Kolejna osoba postanowiła odłożyć narty na półkę. Tym razem nie skoczek, a skoczkini i to na naszym polskim podwórku. Decyzję o rozstaniu ze skokami narciarskimi podjęła zawodniczka PKS Olimpijczyk Gilowice – Monika Luber.
Pożegnania czas
W sobotę 2 lipca, podczas zawodów o Puchar Gilowic, oficjalnie ze skokami narciarskimi pożegnała się Monika Luber. Została wyróżniona za wysiłek włożony w treningi i nagrodzona pucharem ufundowanym przez Roberta Klimowskiego. Klub PKS Olimpijczyk Gilowice przyznał też srebrną odznakę zasług dla rodziców skoczkini.
„Przychodzi czas, że trzeba skończyć karierę, trzeba też pomyśleć o życiu rodzinnym. Dlatego Monika bardzo Ci dziękujemy, że rozsławiłaś Gilowice, że odniosłaś tyle sukcesów, że przeżyłaś te wszystkie upadki i te wszystkie momenty, które pewnie niejednego by załamały, a Ciebie nie załamały. To znaczy, że w życiu dasz sobie radę niezależnie od tego, jakby Ci się w nim układało” – mówił Henryk Pasko, prezes klubu PKS Olimpijczyk Gilowice.
Skoczkini nie skomentowała swojej decyzji.
Spojrzenie wstecz
Monika Luber to zawodniczka urodzona w 1997 roku. Wielokrotnie rywalizowała podczas zawodów z cyklu LOTOS Cup. Odniosła też wiele sukcesów w swojej bądź co bądź niedługiej karierze.
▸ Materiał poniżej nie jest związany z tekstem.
//! Core types for normalized log data.
//!
//! This module provides:
//! - [`Severity`] - Severity levels for log entries
//! - [`LogTimestamp`] - A timestamp that may or may not have parsed
//! - [`LogEntry`] - Canonical log entry produced by the normalizer
//! - [`TreatmentKind`] / [`TreatmentEvent`] - Imaging events recognized in log text

use std::fmt;

use chrono::{DateTime, SecondsFormat, Timelike, Utc};
use serde::{Deserialize, Deserializer, Serialize, Serializer};

/// Log severity levels, ordered from least to most severe.
#[derive(Debug, Clone, Copy, Default, PartialEq, Eq, Hash, PartialOrd, Ord, Serialize, Deserialize)]
#[serde(rename_all = "lowercase")]
pub enum Severity {
    /// General information
    #[default]
    Info,
    /// Warning conditions
    Warning,
    /// Error conditions
    Error,
}

impl Severity {
    /// Returns the string representation of this severity.
    #[must_use]
    pub const fn as_str(&self) -> &'static str {
        match self {
            Self::Info => "info",
            Self::Warning => "warning",
            Self::Error => "error",
        }
    }

    /// Parses an explicit severity label as found in raw records.
    ///
    /// Returns `None` for labels that do not name a known severity.
    #[must_use]
    pub fn from_label(label: &str) -> Option<Self> {
        match label.trim().to_ascii_lowercase().as_str() {
            "info" | "information" | "notice" | "debug" | "trace" => Some(Self::Info),
            "warn" | "warning" => Some(Self::Warning),
            "error" | "err" | "fatal" | "critical" => Some(Self::Error),
            _ => None,
        }
    }

    /// Infers a severity from free message text.
    ///
    /// Case-insensitive substring match: `error` wins over `warn`, anything
    /// else is informational.
    #[must_use]
    pub fn infer(message: &str) -> Self {
        let lower = message.to_lowercase();
        if lower.contains("error") {
            Self::Error
        } else if lower.contains("warn") {
            Self::Warning
        } else {
            Self::Info
        }
    }
}

impl fmt::Display for Severity {
    fn fmt(&self, f: &mut fmt::Formatter<'_>) -> fmt::Result {
        f.write_str(self.as_str())
    }
}

/// A log timestamp after normalization.
///
/// Raw timestamps that cannot be interpreted are kept verbatim as
/// [`LogTimestamp::Unparsable`] so that callers can exclude them from
/// time-dependent work instead of coercing them to "now".
#[derive(Debug, Clone, PartialEq, Eq, Hash)]
pub enum LogTimestamp {
    /// A valid instant.
    Parsed(DateTime<Utc>),
    /// The original string that could not be parsed.
    Unparsable(String),
}

impl LogTimestamp {
    /// Parses a raw timestamp string.
    ///
    /// Tries RFC 3339 first, then the space-separated form with an implied
    /// UTC designator, then integer epoch milliseconds.
    #[must_use]
    pub fn parse(raw: &str) -> Self {
        let trimmed = raw.trim();
        parse_calendar(trimmed)
            .or_else(|| parse_epoch_millis(trimmed))
            .map_or_else(|| Self::Unparsable(raw.to_string()), Self::Parsed)
    }

    /// Parses a timestamp from a JSON value (string or number).
    #[must_use]
    pub fn from_value(value: &serde_json::Value) -> Self {
        match value {
            serde_json::Value::String(s) => Self::parse(s),
            serde_json::Value::Number(n) => n
                .as_i64()
                .or_else(|| n.as_f64().map(|f| f as i64))
                .and_then(DateTime::from_timestamp_millis)
                .map_or_else(|| Self::Unparsable(n.to_string()), Self::Parsed),
            other => Self::Unparsable(other.to_string()),
        }
    }

    /// Returns the parsed instant, if any.
    #[must_use]
    pub const fn instant(&self) -> Option<DateTime<Utc>> {
        match self {
            Self::Parsed(ts) => Some(*ts),
            Self::Unparsable(_) => None,
        }
    }

    /// Returns true if the timestamp parsed to a valid instant.
    #[must_use]
    pub const fn is_parsed(&self) -> bool {
        matches!(self, Self::Parsed(_))
    }

    /// Canonical text form: RFC 3339 with milliseconds and `Z`, or the raw string.
    #[must_use]
    pub fn to_canonical(&self) -> String {
        match self {
            Self::Parsed(ts) => ts.to_rfc3339_opts(SecondsFormat::Millis, true),
            Self::Unparsable(raw) => raw.clone(),
        }
    }
}

impl fmt::Display for LogTimestamp {
    fn fmt(&self, f: &mut fmt::Formatter<'_>) -> fmt::Result {
        f.write_str(&self.to_canonical())
    }
}

impl From<DateTime<Utc>> for LogTimestamp {
    fn from(ts: DateTime<Utc>) -> Self {
        Self::Parsed(truncate_to_millis(ts))
    }
}

impl Serialize for LogTimestamp {
    fn serialize<S: Serializer>(&self, serializer: S) -> Result<S::Ok, S::Error> {
        serializer.serialize_str(&self.to_canonical())
    }
}

impl<'de> Deserialize<'de> for LogTimestamp {
    fn deserialize<D: Deserializer<'de>>(deserializer: D) -> Result<Self, D::Error> {
        let value = serde_json::Value::deserialize(deserializer)?;
        Ok(Self::from_value(&value))
    }
}

/// Drops sub-millisecond precision so the canonical text form parses back
/// to the same instant.
fn truncate_to_millis(ts: DateTime<Utc>) -> DateTime<Utc> {
    ts.with_nanosecond(ts.nanosecond() / 1_000_000 * 1_000_000)
        .unwrap_or(ts)
}

/// Parses calendar-style timestamps only (no epoch numbers), at millisecond
/// precision.
pub(crate) fn parse_calendar(s: &str) -> Option<DateTime<Utc>> {
    parse_calendar_exact(s).map(truncate_to_millis)
}

fn parse_calendar_exact(s: &str) -> Option<DateTime<Utc>> {
    if s.is_empty() {
        return None;
    }
    if let Ok(ts) = DateTime::parse_from_rfc3339(s) {
        return Some(ts.with_timezone(&Utc));
    }
    if s.contains(' ') {
        let joined = s.replacen(' ', "T", 1);
        // Explicit offset after the time part, e.g. "2025-02-27 10:16:02+09:00".
        if let Ok(ts) = DateTime::parse_from_rfc3339(&joined) {
            return Some(ts.with_timezone(&Utc));
        }
        if let Ok(ts) = DateTime::parse_from_rfc3339(&format!("{joined}Z")) {
            return Some(ts.with_timezone(&Utc));
        }
    }
    None
}

fn parse_epoch_millis(s: &str) -> Option<DateTime<Utc>> {
    s.parse::<i64>().ok().and_then(DateTime::from_timestamp_millis)
}

/// A canonical log entry.
///
/// Entries are immutable once produced by the normalizer.
#[derive(Debug, Clone, PartialEq, Eq, Serialize, Deserialize)]
#[serde(rename_all = "camelCase")]
pub struct LogEntry {
    /// Unique identifier for this entry
    pub id: String,
    /// When the log line was written
    pub timestamp: LogTimestamp,
    /// The log message
    pub message: String,
    /// Stream the line was read from, if known
    #[serde(default, skip_serializing_if = "Option::is_none")]
    pub source_stream: Option<String>,
    /// Severity, explicit or inferred
    pub severity: Severity,
}

impl LogEntry {
    /// Returns the entry's instant if the timestamp parsed.
    #[must_use]
    pub const fn instant(&self) -> Option<DateTime<Utc>> {
        self.timestamp.instant()
    }
}

/// The kind of imaging treatment.
#[derive(Debug, Clone, Copy, Default, PartialEq, Eq, Hash, Serialize, Deserialize)]
#[serde(rename_all = "lowercase")]
pub enum TreatmentKind {
    /// Panoramic X-ray (the common case).
    #[default]
    Panoramic,
    /// Periapical X-ray.
    Periapical,
}

impl TreatmentKind {
    /// Classifies a message: periapical if it says so, panoramic otherwise.
    #[must_use]
    pub fn classify(message: &str) -> Self {
        if message.to_lowercase().contains("periapical") {
            Self::Periapical
        } else {
            Self::Panoramic
        }
    }

    /// Returns the kind as a string.
    #[must_use]
    pub const fn as_str(&self) -> &'static str {
        match self {
            Self::Panoramic => "panoramic",
            Self::Periapical => "periapical",
        }
    }
}

impl fmt::Display for TreatmentKind {
    fn fmt(&self, f: &mut fmt::Formatter<'_>) -> fmt::Result {
        f.write_str(self.as_str())
    }
}

/// A treatment recognized in a site's logs.
#[derive(Debug, Clone, PartialEq, Eq, Serialize, Deserialize)]
#[serde(rename_all = "camelCase")]
pub struct TreatmentEvent {
    /// Stable identifier derived from the site and source message.
    pub id: String,
    /// Pseudo-identifier for grouping; never a medical record number.
    pub patient_key: String,
    /// Masked patient name as it appears in the log.
    pub patient_display_name: String,
    /// Panoramic or periapical.
    pub kind: TreatmentKind,
    /// Whether the treatment completed.
    pub succeeded: bool,
    /// When the treatment was logged.
    pub timestamp: DateTime<Utc>,
    /// Site the log came from.
    pub site_id: String,
    /// The log message, verbatim.
    pub source_message: String,
}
Na jej koncie są między innymi: 1. miejsce w zawodach o Puchar Gilowic w 2010 roku, wygrana w XII Memoriale im. Leopolda Tajnera w 2011 roku, 1. miejsce w klasyfikacji Turnieju Trzech Sołectw w 2011 roku, 3. miejsce wśród dziewcząt na Parafialnych Mistrzostwach Polski w Gilowicach oraz miejsce na najniższym stopniu podium podczas Ogólnopolskich Spotkań UKS w skokach w Szczyrku na skoczni HS-44.